WHAT THE EXERCISE ASKS: Check each line of the listing below for the string "crate", and give only how many lines hold it.

- Opening Delimiter -

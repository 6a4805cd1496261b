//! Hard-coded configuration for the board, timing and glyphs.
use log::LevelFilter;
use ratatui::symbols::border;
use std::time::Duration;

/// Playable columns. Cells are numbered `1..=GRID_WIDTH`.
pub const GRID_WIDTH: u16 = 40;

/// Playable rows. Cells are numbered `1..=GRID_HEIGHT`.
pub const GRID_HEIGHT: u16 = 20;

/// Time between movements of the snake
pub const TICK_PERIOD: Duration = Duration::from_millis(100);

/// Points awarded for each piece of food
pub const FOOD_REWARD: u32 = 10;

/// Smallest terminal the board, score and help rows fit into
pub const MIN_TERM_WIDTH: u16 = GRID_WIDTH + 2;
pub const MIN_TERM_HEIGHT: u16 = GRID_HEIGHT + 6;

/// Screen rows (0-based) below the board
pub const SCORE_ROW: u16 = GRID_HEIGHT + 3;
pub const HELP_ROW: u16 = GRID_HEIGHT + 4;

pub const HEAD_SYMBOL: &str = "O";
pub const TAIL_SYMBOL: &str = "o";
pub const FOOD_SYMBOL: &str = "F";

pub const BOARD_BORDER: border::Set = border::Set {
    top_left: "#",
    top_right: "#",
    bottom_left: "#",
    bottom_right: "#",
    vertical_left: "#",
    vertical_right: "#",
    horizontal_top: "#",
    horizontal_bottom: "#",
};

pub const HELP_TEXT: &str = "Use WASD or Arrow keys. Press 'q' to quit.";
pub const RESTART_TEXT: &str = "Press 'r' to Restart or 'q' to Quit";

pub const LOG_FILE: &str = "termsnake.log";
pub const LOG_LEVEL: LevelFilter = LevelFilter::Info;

- Closing Delimiter -
- Opening Delimiter -

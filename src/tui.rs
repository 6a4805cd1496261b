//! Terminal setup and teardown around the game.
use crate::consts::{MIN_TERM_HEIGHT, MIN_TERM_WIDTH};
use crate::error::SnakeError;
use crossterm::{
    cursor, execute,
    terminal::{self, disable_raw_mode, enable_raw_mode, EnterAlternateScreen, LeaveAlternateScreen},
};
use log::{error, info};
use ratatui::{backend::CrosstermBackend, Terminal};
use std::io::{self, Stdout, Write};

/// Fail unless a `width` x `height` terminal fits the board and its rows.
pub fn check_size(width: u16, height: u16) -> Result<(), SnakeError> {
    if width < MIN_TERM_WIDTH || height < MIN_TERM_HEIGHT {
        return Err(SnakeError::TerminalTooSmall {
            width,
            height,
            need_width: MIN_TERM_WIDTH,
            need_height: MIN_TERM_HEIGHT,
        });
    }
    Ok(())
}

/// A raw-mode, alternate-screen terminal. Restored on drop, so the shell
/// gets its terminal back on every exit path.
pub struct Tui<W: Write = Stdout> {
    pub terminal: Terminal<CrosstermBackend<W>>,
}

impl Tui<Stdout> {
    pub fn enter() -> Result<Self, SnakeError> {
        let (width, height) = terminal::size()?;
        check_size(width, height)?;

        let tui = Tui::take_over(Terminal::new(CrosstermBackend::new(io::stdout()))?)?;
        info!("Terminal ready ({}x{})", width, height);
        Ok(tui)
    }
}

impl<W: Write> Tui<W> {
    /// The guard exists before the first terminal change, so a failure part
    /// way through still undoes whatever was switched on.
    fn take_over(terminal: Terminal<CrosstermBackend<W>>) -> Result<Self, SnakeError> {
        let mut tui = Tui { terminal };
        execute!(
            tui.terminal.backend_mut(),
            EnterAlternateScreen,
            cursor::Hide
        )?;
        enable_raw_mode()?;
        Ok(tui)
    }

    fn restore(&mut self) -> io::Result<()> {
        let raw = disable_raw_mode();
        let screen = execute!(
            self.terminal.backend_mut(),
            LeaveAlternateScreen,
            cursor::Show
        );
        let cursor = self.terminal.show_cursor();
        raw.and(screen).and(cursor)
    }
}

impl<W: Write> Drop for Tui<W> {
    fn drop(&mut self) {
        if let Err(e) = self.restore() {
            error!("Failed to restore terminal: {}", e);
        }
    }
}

- Closing Delimiter -
- Opening Delimiter -

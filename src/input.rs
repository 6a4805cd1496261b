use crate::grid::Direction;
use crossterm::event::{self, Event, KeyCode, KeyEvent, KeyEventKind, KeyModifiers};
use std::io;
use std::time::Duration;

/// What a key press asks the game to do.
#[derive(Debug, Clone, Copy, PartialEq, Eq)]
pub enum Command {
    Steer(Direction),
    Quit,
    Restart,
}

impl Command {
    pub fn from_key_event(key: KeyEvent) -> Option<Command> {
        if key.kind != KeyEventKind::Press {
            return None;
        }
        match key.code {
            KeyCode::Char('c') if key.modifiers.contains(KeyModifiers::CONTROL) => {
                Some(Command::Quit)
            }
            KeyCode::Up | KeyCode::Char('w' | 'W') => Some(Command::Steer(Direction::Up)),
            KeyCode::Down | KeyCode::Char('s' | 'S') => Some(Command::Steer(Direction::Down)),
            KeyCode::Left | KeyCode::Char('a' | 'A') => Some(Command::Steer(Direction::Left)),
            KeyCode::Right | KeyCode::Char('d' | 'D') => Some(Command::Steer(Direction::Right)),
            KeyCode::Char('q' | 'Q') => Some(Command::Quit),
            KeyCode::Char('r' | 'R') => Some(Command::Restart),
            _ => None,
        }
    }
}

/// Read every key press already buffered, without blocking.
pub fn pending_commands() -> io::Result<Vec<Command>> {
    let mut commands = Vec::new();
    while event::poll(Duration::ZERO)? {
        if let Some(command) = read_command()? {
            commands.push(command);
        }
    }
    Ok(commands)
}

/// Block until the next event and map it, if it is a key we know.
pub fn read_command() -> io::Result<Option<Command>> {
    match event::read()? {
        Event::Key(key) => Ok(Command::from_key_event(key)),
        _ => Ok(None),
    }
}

- Closing Delimiter -

RESPONSE FOR THIS EXERCISE: 3